SAmBA De La mUERTE – ColorsSamba-De-La-Muerte

Après plusieurs EP, le projet caennais SAmBA De La mUERTE d’Adrien (ex-Concrete Knives) est de retour avec Colors, son premier album qui sortira le 18 mars sur le label Yotanka. Il vient de dévoiler le premier extrait éponyme de cet album qui s’annonce riche en couleurs musicales et en nouveautés. Pour la première fois, SAmBA De La mUERTE lâche avec courage la langue de Shakespeare pour retourner à celle de Molière. L’écriture se fait toujours aussi fine, poétique et travaillée, s’intégrant avec élégance à l’univers musical folktronica alliant frénésies jazzy, folk, pop et arrangements aériens.

Marie-Madeleine Remoleur

Recorders_02Recorders – Coast To Coast (sortie le 19 février)

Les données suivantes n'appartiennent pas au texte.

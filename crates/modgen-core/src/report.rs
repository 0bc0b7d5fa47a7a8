//! Plain colored console output, used when the `tui` feature is disabled and for listings

use crate::generate::{kind_label, GenerationOutcome};
use crate::manifest::ModuleEntry;
use colored::Colorize;

/// Print the files a generation wrote
pub fn print_outcome(outcome: &GenerationOutcome) {
    println!(
        "{} {} '{}'",
        "Generated".green().bold(),
        kind_label(outcome.entry.kind),
        outcome.entry.name
    );

    for path in &outcome.written {
        println!("  {} {}", "+".green(), path.display());
    }
    for path in &outcome.skipped {
        println!("  {} {} (exists)", "=".blue(), path.display());
    }
    for warning in &outcome.warnings {
        eprintln!("{} {}", "Warning:".yellow(), warning);
    }

    println!();
    println!("  Route: {}", outcome.entry.route.cyan());
}

/// Print the modules recorded in a manifest
pub fn print_modules(entries: &[ModuleEntry]) {
    if entries.is_empty() {
        println!("{}", "No modules generated yet.".dimmed());
        return;
    }

    let width = entries.iter().map(|e| e.name.len()).max().unwrap_or(0);
    for entry in entries {
        println!(
            "  {:<8} {:<width$}  {}",
            entry.kind.display_name().blue(),
            entry.name,
            entry.route.cyan(),
            width = width
        );
    }
}

#[cfg(not(feature = "tui"))]
pub use plain::run;

#[cfg(not(feature = "tui"))]
mod plain {
    use super::print_outcome;
    use crate::framework::FrameworkConfig;
    use crate::generate::{GenerateRequest, GenerationOutcome, Generator};
    use anyhow::Result;

    /// Run one generation and print the summary without interactive widgets
    pub async fn run<C: FrameworkConfig>(
        config: &C,
        generator: &Generator,
        request: GenerateRequest,
    ) -> Result<GenerationOutcome> {
        let outcome = generator.generate(&request).await?;
        print_outcome(&outcome);

        for (i, step) in config.next_steps(&outcome).iter().enumerate() {
            println!("  {}.  {}", i + 1, step);
        }
        Ok(outcome)
    }
}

Recorders, le groupe d’indie rock bruxellois, nous a présenté en ce début d’année un album très prometteur, qui vient asseoir le savoir-faire du collectif dont on ne peut maintenant plus douter. En effet, Coast To Coast réduit à néant toutes les craintes que le public aurait pu avoir quant au talent du groupe. Si leur premier album Above The Tide avait ravi les esprits de part sa fraîcheur et les nouveautés qu’il proposait, le second album ne fait que confirmer le talent de composition des musiciens. On décrit souvent la musique de Recorders comme de l’Indie Space Rock, ce qui est tout à fait légitime. Les nouveaux titres tels que Time is a Flat Circle ou Glitch donnent une impression d’errance entre deux mondes, de voyage à travers l’espace. Les rythmes plutôt jazzy sont soutenus par une voix grave, envoûtante, à la fois fragile et maîtrisée. Le tout porte l’étiquette rock car même si l’on plane en écoutant cet opus, on est avant tout porté par l’omniprésence de riffs et d’une batterie assez agressive. Mention spéciale au solo de guitare dans Summit qui fait une transition magistrale entre la volupté lyrique et la dureté des percussions.